What you will do —
Find the lines in the records below that contain "ReconcileStats", and report each of them.

Extracted information —
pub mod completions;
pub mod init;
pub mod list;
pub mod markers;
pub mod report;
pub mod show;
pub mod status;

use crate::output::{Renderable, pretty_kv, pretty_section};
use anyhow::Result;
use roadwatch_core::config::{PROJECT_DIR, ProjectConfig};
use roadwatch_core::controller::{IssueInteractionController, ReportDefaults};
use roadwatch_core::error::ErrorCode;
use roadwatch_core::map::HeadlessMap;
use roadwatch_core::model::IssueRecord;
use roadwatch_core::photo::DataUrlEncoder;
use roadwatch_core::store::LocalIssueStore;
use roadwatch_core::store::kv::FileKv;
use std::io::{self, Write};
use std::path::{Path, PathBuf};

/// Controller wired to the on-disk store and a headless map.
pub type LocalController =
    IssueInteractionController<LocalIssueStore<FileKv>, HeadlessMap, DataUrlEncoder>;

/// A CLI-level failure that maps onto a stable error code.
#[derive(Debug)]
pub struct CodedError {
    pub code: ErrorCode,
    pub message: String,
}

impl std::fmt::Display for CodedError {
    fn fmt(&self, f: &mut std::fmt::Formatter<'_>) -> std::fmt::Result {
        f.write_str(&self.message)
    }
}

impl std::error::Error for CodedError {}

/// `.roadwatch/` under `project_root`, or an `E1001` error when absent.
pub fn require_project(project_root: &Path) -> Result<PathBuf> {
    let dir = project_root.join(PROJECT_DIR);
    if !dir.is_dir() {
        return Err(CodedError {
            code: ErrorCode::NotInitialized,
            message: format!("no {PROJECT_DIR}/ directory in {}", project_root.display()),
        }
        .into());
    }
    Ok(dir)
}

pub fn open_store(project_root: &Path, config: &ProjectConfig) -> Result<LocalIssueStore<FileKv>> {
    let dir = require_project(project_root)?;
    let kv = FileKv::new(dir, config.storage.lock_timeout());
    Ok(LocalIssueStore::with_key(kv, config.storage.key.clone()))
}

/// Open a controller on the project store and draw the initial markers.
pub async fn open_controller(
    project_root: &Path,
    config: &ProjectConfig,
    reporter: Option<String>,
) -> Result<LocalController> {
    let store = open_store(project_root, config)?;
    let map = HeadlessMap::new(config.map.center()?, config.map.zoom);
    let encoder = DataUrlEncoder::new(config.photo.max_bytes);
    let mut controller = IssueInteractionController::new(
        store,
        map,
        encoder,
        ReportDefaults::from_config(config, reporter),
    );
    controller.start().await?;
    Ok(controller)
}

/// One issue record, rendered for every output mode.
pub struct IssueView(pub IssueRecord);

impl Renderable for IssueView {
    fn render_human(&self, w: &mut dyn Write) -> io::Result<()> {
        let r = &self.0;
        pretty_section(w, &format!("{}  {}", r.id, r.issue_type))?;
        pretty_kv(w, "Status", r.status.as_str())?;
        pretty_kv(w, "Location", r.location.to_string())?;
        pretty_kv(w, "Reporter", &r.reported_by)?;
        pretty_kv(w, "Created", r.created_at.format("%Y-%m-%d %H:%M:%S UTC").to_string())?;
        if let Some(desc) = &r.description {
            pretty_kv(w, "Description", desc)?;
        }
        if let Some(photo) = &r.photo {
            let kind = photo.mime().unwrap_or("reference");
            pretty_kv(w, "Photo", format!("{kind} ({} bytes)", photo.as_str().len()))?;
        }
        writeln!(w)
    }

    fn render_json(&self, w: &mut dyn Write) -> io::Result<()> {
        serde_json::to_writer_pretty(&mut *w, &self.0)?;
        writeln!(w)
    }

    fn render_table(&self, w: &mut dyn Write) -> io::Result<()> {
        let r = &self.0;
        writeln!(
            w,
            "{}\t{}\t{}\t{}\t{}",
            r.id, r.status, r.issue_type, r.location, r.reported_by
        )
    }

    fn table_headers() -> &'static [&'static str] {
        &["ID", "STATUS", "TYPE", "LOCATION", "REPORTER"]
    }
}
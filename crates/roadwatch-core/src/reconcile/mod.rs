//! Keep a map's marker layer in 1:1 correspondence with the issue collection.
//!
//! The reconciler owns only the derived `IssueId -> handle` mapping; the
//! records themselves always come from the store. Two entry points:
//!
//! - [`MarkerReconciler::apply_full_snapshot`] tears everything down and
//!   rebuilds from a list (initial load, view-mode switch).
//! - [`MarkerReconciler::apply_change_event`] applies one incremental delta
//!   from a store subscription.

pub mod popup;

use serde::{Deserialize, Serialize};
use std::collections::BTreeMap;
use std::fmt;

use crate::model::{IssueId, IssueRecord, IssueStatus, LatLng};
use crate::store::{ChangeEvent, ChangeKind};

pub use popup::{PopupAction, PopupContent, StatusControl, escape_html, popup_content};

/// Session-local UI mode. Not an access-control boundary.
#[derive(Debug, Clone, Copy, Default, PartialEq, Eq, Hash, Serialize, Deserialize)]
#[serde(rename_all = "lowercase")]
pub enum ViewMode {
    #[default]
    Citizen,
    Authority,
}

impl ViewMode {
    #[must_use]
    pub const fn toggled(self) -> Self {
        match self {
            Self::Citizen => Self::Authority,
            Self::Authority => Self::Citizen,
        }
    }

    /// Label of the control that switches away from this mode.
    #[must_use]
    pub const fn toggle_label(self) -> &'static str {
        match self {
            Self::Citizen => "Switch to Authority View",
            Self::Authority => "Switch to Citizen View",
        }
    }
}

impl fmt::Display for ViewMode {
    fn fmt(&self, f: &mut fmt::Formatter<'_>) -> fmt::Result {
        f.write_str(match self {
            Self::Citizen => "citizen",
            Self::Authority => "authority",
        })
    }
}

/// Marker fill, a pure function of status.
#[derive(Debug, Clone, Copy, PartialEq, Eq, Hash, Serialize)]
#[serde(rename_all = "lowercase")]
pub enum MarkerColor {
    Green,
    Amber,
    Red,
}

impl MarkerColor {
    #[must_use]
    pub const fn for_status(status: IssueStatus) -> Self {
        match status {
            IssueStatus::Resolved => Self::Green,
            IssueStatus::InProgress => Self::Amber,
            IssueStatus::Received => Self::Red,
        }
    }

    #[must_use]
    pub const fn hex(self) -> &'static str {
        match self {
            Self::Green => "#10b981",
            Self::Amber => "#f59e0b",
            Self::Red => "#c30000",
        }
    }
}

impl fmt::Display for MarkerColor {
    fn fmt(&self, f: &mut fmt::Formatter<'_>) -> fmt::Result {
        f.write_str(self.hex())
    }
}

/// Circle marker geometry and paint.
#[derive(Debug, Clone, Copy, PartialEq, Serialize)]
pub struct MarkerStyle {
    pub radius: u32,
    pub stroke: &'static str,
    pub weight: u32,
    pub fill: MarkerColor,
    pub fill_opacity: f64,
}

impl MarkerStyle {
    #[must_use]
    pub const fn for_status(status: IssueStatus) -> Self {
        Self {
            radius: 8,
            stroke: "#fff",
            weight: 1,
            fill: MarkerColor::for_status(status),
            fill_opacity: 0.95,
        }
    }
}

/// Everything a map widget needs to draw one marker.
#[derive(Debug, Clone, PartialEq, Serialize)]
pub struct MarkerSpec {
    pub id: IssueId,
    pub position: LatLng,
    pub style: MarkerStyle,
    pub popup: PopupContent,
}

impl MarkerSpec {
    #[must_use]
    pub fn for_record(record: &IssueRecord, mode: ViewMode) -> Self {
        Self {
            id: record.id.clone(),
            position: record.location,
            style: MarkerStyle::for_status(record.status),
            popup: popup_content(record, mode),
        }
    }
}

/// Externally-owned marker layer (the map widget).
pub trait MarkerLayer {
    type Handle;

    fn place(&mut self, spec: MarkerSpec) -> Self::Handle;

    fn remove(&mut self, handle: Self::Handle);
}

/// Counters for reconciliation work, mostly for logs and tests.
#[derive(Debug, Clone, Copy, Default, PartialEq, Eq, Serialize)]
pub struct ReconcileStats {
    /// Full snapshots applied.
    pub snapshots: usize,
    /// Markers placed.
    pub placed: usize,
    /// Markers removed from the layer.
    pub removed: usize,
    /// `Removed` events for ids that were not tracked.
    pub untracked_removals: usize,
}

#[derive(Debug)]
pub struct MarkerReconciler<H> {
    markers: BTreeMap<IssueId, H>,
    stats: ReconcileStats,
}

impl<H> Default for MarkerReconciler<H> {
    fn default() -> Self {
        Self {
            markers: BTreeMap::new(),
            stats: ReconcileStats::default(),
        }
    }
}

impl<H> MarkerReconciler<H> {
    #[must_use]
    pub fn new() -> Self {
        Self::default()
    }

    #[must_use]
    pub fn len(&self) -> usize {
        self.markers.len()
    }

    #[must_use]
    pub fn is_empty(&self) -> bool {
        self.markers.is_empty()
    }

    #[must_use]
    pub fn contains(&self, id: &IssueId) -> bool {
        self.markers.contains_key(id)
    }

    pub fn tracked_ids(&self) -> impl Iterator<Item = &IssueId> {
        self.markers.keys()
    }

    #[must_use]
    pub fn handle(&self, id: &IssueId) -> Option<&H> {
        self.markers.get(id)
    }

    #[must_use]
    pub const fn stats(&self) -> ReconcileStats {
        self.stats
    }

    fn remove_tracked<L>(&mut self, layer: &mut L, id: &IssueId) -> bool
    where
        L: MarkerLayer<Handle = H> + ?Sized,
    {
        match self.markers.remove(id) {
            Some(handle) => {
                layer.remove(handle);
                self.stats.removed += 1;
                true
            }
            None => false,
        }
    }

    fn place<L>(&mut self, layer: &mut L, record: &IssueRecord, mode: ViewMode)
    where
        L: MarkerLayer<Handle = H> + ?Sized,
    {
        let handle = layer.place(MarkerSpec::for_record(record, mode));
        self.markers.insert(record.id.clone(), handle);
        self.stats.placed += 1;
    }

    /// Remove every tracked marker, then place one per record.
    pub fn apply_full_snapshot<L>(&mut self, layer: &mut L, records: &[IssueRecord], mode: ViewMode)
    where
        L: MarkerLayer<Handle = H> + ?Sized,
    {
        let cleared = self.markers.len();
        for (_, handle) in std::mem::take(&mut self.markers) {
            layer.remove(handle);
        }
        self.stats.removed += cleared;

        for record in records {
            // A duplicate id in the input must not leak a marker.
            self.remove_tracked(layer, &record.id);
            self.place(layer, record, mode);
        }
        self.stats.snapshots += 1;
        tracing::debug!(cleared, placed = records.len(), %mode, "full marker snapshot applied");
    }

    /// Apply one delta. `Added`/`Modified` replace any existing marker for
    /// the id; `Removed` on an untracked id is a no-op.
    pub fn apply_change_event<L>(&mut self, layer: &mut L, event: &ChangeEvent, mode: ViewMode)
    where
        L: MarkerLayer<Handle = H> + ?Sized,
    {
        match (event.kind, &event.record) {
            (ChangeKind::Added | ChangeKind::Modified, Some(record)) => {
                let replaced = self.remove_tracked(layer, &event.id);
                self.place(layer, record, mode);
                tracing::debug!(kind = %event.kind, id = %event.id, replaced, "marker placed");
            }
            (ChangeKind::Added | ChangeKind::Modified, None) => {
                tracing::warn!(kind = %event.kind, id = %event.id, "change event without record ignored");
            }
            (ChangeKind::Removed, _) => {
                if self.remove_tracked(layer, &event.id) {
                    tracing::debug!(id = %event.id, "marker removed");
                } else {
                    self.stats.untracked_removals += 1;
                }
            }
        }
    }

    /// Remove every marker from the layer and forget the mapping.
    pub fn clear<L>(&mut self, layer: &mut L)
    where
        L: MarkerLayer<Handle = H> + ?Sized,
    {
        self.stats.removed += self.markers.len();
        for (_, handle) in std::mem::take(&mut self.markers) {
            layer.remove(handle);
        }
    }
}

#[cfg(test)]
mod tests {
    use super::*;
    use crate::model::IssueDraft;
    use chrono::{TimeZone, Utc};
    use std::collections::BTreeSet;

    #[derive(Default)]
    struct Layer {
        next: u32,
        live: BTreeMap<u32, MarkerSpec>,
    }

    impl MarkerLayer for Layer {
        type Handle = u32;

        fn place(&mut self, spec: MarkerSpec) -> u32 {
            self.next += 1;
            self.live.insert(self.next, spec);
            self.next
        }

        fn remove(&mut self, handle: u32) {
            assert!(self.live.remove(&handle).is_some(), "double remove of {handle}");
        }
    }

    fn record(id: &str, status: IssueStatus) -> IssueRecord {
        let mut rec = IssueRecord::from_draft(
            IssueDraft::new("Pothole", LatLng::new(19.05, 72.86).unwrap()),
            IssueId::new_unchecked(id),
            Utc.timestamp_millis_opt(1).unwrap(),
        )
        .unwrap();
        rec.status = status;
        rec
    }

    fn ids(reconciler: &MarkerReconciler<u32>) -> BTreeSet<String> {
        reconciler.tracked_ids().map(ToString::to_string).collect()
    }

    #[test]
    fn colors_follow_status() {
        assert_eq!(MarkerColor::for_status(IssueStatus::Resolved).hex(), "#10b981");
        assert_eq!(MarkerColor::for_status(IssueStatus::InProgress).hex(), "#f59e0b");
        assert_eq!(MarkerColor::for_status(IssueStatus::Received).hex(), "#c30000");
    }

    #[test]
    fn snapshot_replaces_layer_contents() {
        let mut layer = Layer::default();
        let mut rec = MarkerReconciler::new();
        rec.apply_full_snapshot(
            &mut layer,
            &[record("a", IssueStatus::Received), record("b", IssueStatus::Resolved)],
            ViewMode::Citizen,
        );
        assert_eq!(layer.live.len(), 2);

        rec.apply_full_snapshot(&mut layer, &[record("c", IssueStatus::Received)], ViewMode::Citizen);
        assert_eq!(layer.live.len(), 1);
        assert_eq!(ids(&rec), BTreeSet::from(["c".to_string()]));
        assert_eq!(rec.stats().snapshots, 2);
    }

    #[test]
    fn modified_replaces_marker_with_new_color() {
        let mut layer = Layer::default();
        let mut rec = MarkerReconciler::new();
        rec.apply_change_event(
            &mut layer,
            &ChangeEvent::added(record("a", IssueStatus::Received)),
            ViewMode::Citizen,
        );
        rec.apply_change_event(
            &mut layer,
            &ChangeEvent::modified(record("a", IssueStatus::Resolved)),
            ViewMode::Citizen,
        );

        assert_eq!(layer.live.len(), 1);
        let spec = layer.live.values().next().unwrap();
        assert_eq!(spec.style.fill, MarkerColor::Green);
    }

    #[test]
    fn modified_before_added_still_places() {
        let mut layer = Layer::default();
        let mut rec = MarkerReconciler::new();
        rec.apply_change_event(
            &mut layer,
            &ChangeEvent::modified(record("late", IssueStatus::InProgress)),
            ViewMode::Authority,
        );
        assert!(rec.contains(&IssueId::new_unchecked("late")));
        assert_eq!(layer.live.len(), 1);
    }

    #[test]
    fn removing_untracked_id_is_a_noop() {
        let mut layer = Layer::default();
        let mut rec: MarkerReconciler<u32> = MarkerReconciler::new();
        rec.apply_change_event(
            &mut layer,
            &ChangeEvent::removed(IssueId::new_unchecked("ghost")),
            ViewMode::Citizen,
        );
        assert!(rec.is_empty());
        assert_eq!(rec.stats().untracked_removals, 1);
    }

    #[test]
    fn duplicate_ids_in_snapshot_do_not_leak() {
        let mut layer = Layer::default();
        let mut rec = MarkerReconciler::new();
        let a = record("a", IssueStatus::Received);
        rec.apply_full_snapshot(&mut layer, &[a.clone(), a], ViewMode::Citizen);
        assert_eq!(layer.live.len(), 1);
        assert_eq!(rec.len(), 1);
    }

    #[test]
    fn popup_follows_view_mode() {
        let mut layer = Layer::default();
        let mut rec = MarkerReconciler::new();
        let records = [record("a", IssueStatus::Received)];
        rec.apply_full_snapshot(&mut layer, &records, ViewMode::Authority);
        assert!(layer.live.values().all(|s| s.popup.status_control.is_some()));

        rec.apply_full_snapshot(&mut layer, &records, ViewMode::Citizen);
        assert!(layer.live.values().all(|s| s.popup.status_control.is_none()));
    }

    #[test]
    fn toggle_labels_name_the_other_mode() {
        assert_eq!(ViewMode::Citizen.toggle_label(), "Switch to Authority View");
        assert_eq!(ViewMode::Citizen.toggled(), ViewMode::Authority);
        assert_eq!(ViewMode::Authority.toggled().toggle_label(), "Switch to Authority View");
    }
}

Problem solution —
pub struct ReconcileStats {
    stats: ReconcileStats,
            stats: ReconcileStats::default(),
    pub const fn stats(&self) -> ReconcileStats {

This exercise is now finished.